Collected data entries:
· · · · ·

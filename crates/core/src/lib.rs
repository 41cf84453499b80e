pub mod catalog;
pub mod chunking;
pub mod config;
pub mod context;
pub mod embeddings;
pub mod error;
pub mod ingest;
pub mod models;
pub mod openai;
pub mod pipeline;
pub mod rerank;
pub mod stores;

pub use catalog::{DocumentCatalog, InMemoryCatalog, ProcessingClaim};
pub use chunking::{chunk_text, ChunkingConfig};
pub use config::{load_settings, parse_settings, Settings};
pub use context::{assemble_context, excerpt, ContextCandidate};
pub use embeddings::{
    create_embedder, embed, embed_batch, CharacterNgramEmbedder, Embedder, OpenAiEmbedder,
    DEFAULT_EMBEDDING_DIMENSIONS,
};
pub use error::{RagError, StoreError};
pub use ingest::{
    discover_documents, discover_text_files, document_id_for, ingest_sources_best_effort,
    DocumentSource, IngestionReport, SkippedFile,
};
pub use models::{
    record_id, Chunk, Citation, ContextRequest, DocumentRecord, Metadata, ProcessingOutcome,
    ProcessingStatus, RetrievedContext, SearchHit, StoreStats, VectorRecord,
};
pub use pipeline::RagPipeline;
pub use rerank::{LlmReranker, Reranker};
pub use stores::{
    create_backend, IndexSpec, LocalStore, PineconeStore, VectorBackend, VectorStoreAdapter,
    WeaviateStore,
};
use super::{page_number_from, VectorBackend};
use crate::error::StoreError;
use crate::models::{Metadata, SearchHit, StoreStats, VectorRecord};
use async_trait::async_trait;
use reqwest::{Client, RequestBuilder, StatusCode};
use serde_json::{json, Value};
use tracing::warn;
use url::Url;
use uuid::Uuid;

const BACKEND: &str = "weaviate";

pub struct WeaviateStore {
    client: Client,
    endpoint: String,
    class_name: String,
    api_key: Option<String>,
}

impl WeaviateStore {
    pub fn new(
        endpoint: &str,
        class_name: &str,
        api_key: Option<String>,
    ) -> Result<Self, StoreError> {
        let parsed = Url::parse(endpoint)?;
        let valid_class = class_name
            .chars()
            .next()
            .is_some_and(|first| first.is_ascii_uppercase())
            && class_name.chars().all(|c| c.is_ascii_alphanumeric() || c == '_');
        if !valid_class {
            return Err(StoreError::NotConfigured(format!(
                "invalid weaviate class name: {class_name:?}"
            )));
        }

        Ok(Self {
            client: Client::new(),
            endpoint: parsed.as_str().trim_end_matches('/').to_string(),
            class_name: class_name.to_string(),
            api_key,
        })
    }

    fn authorize(&self, request: RequestBuilder) -> RequestBuilder {
        match &self.api_key {
            Some(key) => request.bearer_auth(key),
            None => request,
        }
    }

    async fn graphql(&self, query: String) -> Result<Value, StoreError> {
        let response = self
            .authorize(self.client.post(format!("{}/v1/graphql", self.endpoint)))
            .json(&json!({ "query": query }))
            .send()
            .await?;

        if !response.status().is_success() {
            return Err(StoreError::backend(BACKEND, response.status().to_string()));
        }

        let body: Value = response.json().await?;
        if let Some(errors) = body
            .pointer("/errors")
            .and_then(Value::as_array)
            .filter(|errors| !errors.is_empty())
        {
            return Err(StoreError::backend(BACKEND, Value::from(errors.clone()).to_string()));
        }
        Ok(body)
    }
}

#[async_trait]
impl VectorBackend for WeaviateStore {
    fn name(&self) -> &str {
        BACKEND
    }

    async fn prepare(&self) -> Result<(), StoreError> {
        let response = self
            .authorize(
                self.client
                    .get(format!("{}/v1/schema/{}", self.endpoint, self.class_name)),
            )
            .send()
            .await?;

        if response.status() == StatusCode::OK {
            return Ok(());
        }
        if response.status() != StatusCode::NOT_FOUND {
            return Err(StoreError::backend(BACKEND, response.status().to_string()));
        }

        let response = self
            .authorize(self.client.post(format!("{}/v1/schema", self.endpoint)))
            .json(&class_definition(&self.class_name))
            .send()
            .await?;

        // 422 is returned when another writer created the class first.
        if !response.status().is_success() && response.status() != StatusCode::UNPROCESSABLE_ENTITY
        {
            return Err(StoreError::backend(
                BACKEND,
                format!("schema setup failed with {}", response.status()),
            ));
        }
        Ok(())
    }

    async fn upsert(&self, records: &[VectorRecord]) -> Result<(), StoreError> {
        if records.is_empty() {
            return Ok(());
        }

        let response = self
            .authorize(
                self.client
                    .post(format!("{}/v1/batch/objects", self.endpoint)),
            )
            .json(&batch_body(&self.class_name, records)?)
            .send()
            .await?;

        if !response.status().is_success() {
            return Err(StoreError::backend(BACKEND, response.status().to_string()));
        }

        let body: Value = response.json().await?;
        match first_batch_error(&body) {
            Some(error) => Err(StoreError::backend(BACKEND, error)),
            None => Ok(()),
        }
    }

    async fn query(
        &self,
        vector: &[f32],
        document_ids: Option<&[String]>,
        limit: usize,
    ) -> Result<Vec<SearchHit>, StoreError> {
        let query = near_vector_query(&self.class_name, vector, document_ids, limit)?;
        let body = self.graphql(query).await?;
        Ok(parse_hits(&body, &self.class_name))
    }

    async fn delete_document(&self, document_id: &str) -> Result<(), StoreError> {
        let response = self
            .authorize(
                self.client
                    .delete(format!("{}/v1/batch/objects", self.endpoint)),
            )
            .json(&json!({
                "match": {
                    "class": self.class_name,
                    "where": {
                        "path": ["document_id"],
                        "operator": "Equal",
                        "valueText": document_id,
                    }
                },
                "output": "minimal",
            }))
            .send()
            .await?;

        if !response.status().is_success() {
            return Err(StoreError::backend(BACKEND, response.status().to_string()));
        }
        Ok(())
    }

    async fn stats(&self) -> Result<StoreStats, StoreError> {
        let query = format!("{{ Aggregate {{ {} {{ meta {{ count }} }} }} }}", self.class_name);
        let body = self.graphql(query).await?;
        let record_count = body
            .pointer(&format!("/data/Aggregate/{}/0/meta/count", self.class_name))
            .and_then(Value::as_u64)
            .unwrap_or(0);

        Ok(StoreStats {
            backend: BACKEND.to_string(),
            record_count,
            dimension: None,
        })
    }
}

/// Weaviate object IDs must be UUIDs; derive one from the record ID so
/// re-adding a chunk overwrites it.
pub fn object_id(record_id: &str) -> Uuid {
    Uuid::new_v5(&Uuid::NAMESPACE_OID, record_id.as_bytes())
}

fn class_definition(class_name: &str) -> Value {
    json!({
        "class": class_name,
        "vectorizer": "none",
        "vectorIndexConfig": { "distance": "cosine" },
        "properties": [
            {"name": "chunk_text", "dataType": ["text"]},
            {"name": "document_id", "dataType": ["text"], "tokenization": "field"},
            {"name": "record_id", "dataType": ["text"], "tokenization": "field"},
            {"name": "chunk_index", "dataType": ["int"]},
            {"name": "page_number", "dataType": ["int"]},
            {"name": "metadata", "dataType": ["text"]}
        ]
    })
}

fn batch_body(class_name: &str, records: &[VectorRecord]) -> Result<Value, StoreError> {
    let objects = records
        .iter()
        .map(|record| {
            let metadata = serde_json::to_string(&record.metadata)?;
            Ok(json!({
                "class": class_name,
                "id": object_id(&record.record_id).to_string(),
                "vector": record.vector,
                "properties": {
                    "chunk_text": record.text,
                    "document_id": record.document_id,
                    "record_id": record.record_id,
                    "chunk_index": record.chunk_index,
                    "page_number": record.page_number.map_or(-1, i64::from),
                    "metadata": metadata,
                }
            }))
        })
        .collect::<Result<Vec<_>, StoreError>>()?;

    Ok(json!({ "objects": objects }))
}

fn first_batch_error(body: &Value) -> Option<String> {
    body.as_array()?.iter().find_map(|item| {
        item.pointer("/result/errors/error")
            .and_then(Value::as_array)
            .and_then(|errors| errors.first())
            .map(|error| {
                error
                    .pointer("/message")
                    .and_then(Value::as_str)
                    .unwrap_or("unknown batch error")
                    .to_string()
            })
    })
}

fn near_vector_query(
    class_name: &str,
    vector: &[f32],
    document_ids: Option<&[String]>,
    limit: usize,
) -> Result<String, StoreError> {
    // JSON arrays and strings are valid GraphQL literals.
    let vector = serde_json::to_string(vector)?;
    let filter = match document_ids {
        Some(ids) => format!(
            ", where: {{ path: [\"document_id\"], operator: ContainsAny, valueTextArray: {} }}",
            serde_json::to_string(ids)?
        ),
        None => String::new(),
    };

    Ok(format!(
        "{{ Get {{ {class_name}(nearVector: {{ vector: {vector} }}, limit: {limit}{filter}) \
         {{ chunk_text document_id record_id chunk_index page_number metadata \
         _additional {{ id distance certainty }} }} }} }}"
    ))
}

/// Converts Weaviate's cosine distance into a higher-is-closer score.
fn parse_hits(body: &Value, class_name: &str) -> Vec<SearchHit> {
    let items = body
        .pointer(&format!("/data/Get/{class_name}"))
        .and_then(Value::as_array)
        .cloned()
        .unwrap_or_default();

    items
        .into_iter()
        .filter_map(|item| {
            let document_id = item
                .pointer("/document_id")
                .and_then(Value::as_str)
                .unwrap_or_default()
                .to_string();
            let chunk_index = item.pointer("/chunk_index").and_then(Value::as_i64).unwrap_or(0);
            let record_id = item
                .pointer("/record_id")
                .and_then(Value::as_str)
                .map(str::to_string)
                .unwrap_or_else(|| format!("{document_id}_{chunk_index}"));

            let score = match (
                item.pointer("/_additional/distance").and_then(Value::as_f64),
                item.pointer("/_additional/certainty").and_then(Value::as_f64),
            ) {
                (Some(distance), _) => 1.0 - distance,
                (None, Some(certainty)) => certainty,
                (None, None) => {
                    warn!(%record_id, "weaviate hit without distance, dropping");
                    return None;
                }
            };

            let metadata: Metadata = item
                .pointer("/metadata")
                .and_then(Value::as_str)
                .and_then(|raw| serde_json::from_str(raw).ok())
                .unwrap_or_default();

            Some(SearchHit {
                record_id,
                document_id,
                text: item
                    .pointer("/chunk_text")
                    .and_then(Value::as_str)
                    .unwrap_or_default()
                    .to_string(),
                score,
                metadata,
                page_number: page_number_from(item.pointer("/page_number")),
            })
        })
        .collect()
}
//! Optional second-stage ordering of retrieved hits.

use crate::config::{secret_from_env, EmbeddingSettings};
use crate::context::truncate_with_ellipsis;
use crate::error::RagError;
use crate::models::SearchHit;
use crate::openai::OpenAiClient;
use async_trait::async_trait;
use serde::{Deserialize, Serialize};
use std::fmt::Write as _;
use std::time::Duration;

const PROMPT_EXCERPT_CHARS: usize = 500;
const SYSTEM_PROMPT: &str = "You are a relevance ranking expert.";

#[async_trait]
pub trait Reranker: Send + Sync {
    /// Returns the same hits in a new order.
    async fn rerank(&self, query: &str, hits: Vec<SearchHit>) -> Result<Vec<SearchHit>, RagError>;
}

/// Asks a chat-completion model to order the hits by relevance.
pub struct LlmReranker {
    client: OpenAiClient,
    model: String,
}

impl LlmReranker {
    pub fn new(client: OpenAiClient, model: impl Into<String>) -> Self {
        Self {
            client,
            model: model.into(),
        }
    }

    /// Reuses the provider endpoint and credentials of the embedding settings.
    pub fn from_settings(provider: &EmbeddingSettings, model: &str) -> Result<Self, RagError> {
        let api_key = secret_from_env(&provider.api_key_env)?;
        let client = OpenAiClient::new(
            &provider.base_url,
            &api_key,
            Duration::from_secs(provider.timeout_secs),
            provider.max_retries,
        )
        .map_err(|error| RagError::Rerank(error.to_string()))?;
        Ok(Self::new(client, model))
    }
}

#[derive(Serialize)]
struct ChatRequest<'a> {
    model: &'a str,
    messages: [ChatMessage<'a>; 2],
    temperature: f32,
    max_tokens: u32,
}

#[derive(Serialize)]
struct ChatMessage<'a> {
    role: &'a str,
    content: &'a str,
}

#[derive(Deserialize)]
struct ChatResponse {
    choices: Vec<ChatChoice>,
}

#[derive(Deserialize)]
struct ChatChoice {
    message: ChatReply,
}

#[derive(Deserialize)]
struct ChatReply {
    #[serde(default)]
    content: Option<String>,
}

#[async_trait]
impl Reranker for LlmReranker {
    async fn rerank(&self, query: &str, hits: Vec<SearchHit>) -> Result<Vec<SearchHit>, RagError> {
        if hits.len() < 2 {
            return Ok(hits);
        }

        let prompt = ranking_prompt(query, &hits);
        let request = ChatRequest {
            model: &self.model,
            messages: [
                ChatMessage {
                    role: "system",
                    content: SYSTEM_PROMPT,
                },
                ChatMessage {
                    role: "user",
                    content: &prompt,
                },
            ],
            temperature: 0.0,
            max_tokens: 100,
        };

        let response: ChatResponse = self
            .client
            .post_json("chat/completions", &request)
            .await
            .map_err(|error| RagError::Rerank(error.to_string()))?;
        let reply = response
            .choices
            .into_iter()
            .next()
            .and_then(|choice| choice.message.content)
            .ok_or_else(|| RagError::Rerank("empty completion".to_string()))?;

        Ok(apply_ranking(hits, &parse_ranking(&reply)))
    }
}

fn ranking_prompt(query: &str, hits: &[SearchHit]) -> String {
    let mut prompt = format!(
        "Query: {query}\n\nRank these text chunks by relevance to the query. \
         Return only the indices in order of relevance.\n\n"
    );
    for (index, hit) in hits.iter().enumerate() {
        let _ = write!(
            prompt,
            "{index}. {}\n\n",
            truncate_with_ellipsis(&hit.text, PROMPT_EXCERPT_CHARS)
        );
    }
    prompt
}

/// Indices named in `reply`, in order, without duplicates. Tokens that are
/// not integers are ignored; the caller drops out-of-range indices.
fn parse_ranking(reply: &str) -> Vec<usize> {
    let mut order = Vec::new();
    for token in reply.split(|c: char| c.is_whitespace() || c == ',') {
        let token = token.trim_matches(|c: char| matches!(c, '.' | ',' | '[' | ']'));
        if let Ok(index) = token.parse::<usize>() {
            if !order.contains(&index) {
                order.push(index);
            }
        }
    }
    order
}

/// Reorders `hits` by `order`; hits the ranking omits keep their relative
/// order at the end.
fn apply_ranking(hits: Vec<SearchHit>, order: &[usize]) -> Vec<SearchHit> {
    let mut slots: Vec<Option<SearchHit>> = hits.into_iter().map(Some).collect();
    let mut ranked = Vec::with_capacity(slots.len());

    for &index in order {
        if let Some(hit) = slots.get_mut(index).and_then(Option::take) {
            ranked.push(hit);
        }
    }
    ranked.extend(slots.into_iter().flatten());
    ranked
}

· · · · ·

## [WORK ITEM]
A single number is expected: how many lines in the entries above hold the word "path".

## [SOLUTION FOR THIS EXERCISE]
2